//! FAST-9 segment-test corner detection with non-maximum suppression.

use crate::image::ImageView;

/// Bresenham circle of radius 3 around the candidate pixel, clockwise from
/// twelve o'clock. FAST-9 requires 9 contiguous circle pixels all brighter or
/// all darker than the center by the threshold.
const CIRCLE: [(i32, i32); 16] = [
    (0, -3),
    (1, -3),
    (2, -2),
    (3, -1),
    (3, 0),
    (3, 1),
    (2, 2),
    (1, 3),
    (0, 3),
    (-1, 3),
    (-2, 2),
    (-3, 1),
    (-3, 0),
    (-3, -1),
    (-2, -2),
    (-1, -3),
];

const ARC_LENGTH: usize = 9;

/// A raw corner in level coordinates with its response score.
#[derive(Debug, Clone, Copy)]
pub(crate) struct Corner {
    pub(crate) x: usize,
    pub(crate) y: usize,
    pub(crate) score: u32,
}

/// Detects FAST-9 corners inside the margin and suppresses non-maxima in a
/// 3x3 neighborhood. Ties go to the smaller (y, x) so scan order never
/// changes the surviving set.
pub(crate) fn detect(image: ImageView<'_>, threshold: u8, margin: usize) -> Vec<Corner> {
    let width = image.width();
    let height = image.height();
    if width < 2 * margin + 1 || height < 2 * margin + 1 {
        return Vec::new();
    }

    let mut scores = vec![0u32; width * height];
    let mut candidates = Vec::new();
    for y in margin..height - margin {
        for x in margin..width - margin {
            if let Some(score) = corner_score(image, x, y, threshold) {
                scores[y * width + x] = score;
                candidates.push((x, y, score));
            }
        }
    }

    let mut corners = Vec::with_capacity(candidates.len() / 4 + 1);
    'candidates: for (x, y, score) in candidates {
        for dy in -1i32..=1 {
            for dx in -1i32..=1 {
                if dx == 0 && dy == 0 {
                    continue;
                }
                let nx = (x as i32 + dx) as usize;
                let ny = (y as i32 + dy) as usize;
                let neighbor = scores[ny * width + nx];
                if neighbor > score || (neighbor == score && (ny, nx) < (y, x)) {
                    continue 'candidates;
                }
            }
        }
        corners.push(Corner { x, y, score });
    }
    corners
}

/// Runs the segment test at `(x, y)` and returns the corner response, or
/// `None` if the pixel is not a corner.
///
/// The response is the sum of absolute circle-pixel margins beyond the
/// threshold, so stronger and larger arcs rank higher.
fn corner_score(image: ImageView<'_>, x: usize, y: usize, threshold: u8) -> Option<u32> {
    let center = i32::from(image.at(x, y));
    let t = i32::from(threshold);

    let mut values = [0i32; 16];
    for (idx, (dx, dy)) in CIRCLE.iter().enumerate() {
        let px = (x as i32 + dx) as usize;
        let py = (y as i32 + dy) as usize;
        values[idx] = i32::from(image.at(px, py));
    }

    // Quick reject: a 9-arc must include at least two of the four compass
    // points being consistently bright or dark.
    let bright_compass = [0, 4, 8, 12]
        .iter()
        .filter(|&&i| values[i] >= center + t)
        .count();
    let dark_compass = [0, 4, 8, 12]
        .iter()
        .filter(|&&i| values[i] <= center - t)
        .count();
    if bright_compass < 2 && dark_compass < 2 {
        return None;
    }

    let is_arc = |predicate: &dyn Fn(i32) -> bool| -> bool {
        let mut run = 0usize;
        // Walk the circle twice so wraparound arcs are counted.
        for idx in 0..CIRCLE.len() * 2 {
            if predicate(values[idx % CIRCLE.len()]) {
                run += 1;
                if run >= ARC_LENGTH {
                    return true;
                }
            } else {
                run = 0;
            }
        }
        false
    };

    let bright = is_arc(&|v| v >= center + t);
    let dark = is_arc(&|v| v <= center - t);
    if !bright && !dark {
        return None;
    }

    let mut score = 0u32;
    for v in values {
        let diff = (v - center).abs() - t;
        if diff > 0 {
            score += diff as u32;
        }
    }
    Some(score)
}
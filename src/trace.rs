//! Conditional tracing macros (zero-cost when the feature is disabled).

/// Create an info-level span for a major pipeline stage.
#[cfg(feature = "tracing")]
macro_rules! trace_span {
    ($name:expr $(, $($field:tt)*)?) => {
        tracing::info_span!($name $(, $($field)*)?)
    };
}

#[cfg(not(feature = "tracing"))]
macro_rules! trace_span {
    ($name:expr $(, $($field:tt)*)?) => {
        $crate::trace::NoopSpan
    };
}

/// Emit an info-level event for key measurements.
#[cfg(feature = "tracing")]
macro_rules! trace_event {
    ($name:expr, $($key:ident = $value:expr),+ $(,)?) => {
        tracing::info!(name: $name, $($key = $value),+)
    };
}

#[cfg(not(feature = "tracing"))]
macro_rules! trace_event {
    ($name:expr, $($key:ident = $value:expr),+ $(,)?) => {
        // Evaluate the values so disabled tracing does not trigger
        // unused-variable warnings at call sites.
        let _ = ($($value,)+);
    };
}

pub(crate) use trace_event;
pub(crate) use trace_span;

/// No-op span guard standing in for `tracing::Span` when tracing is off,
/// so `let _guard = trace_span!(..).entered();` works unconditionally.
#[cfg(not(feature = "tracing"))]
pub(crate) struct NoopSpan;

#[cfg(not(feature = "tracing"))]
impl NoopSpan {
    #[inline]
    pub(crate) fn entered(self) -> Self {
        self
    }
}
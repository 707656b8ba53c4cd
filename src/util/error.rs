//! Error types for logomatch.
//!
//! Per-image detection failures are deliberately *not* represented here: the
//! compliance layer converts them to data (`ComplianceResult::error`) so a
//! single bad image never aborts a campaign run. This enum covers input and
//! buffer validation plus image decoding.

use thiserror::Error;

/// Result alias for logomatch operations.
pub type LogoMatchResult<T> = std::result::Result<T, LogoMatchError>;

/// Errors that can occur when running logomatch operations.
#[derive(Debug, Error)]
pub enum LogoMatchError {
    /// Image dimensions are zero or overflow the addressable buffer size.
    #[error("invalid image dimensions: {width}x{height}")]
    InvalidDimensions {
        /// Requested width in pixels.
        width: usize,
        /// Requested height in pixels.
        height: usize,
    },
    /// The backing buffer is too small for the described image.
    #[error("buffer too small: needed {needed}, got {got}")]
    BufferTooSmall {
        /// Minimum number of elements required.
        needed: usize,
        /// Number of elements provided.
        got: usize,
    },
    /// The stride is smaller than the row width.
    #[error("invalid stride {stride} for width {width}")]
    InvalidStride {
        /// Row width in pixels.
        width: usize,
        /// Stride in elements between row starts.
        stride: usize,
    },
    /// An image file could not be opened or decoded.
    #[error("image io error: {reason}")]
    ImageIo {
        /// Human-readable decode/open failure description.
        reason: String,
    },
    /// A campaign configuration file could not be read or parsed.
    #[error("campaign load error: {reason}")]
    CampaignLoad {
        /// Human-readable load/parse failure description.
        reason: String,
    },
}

----

→ Task directions: Identify every line above that includes the word "NoopSpan", and show those lines.

→ Reply:
        $crate::trace::NoopSpan
pub(crate) struct NoopSpan;
impl NoopSpan {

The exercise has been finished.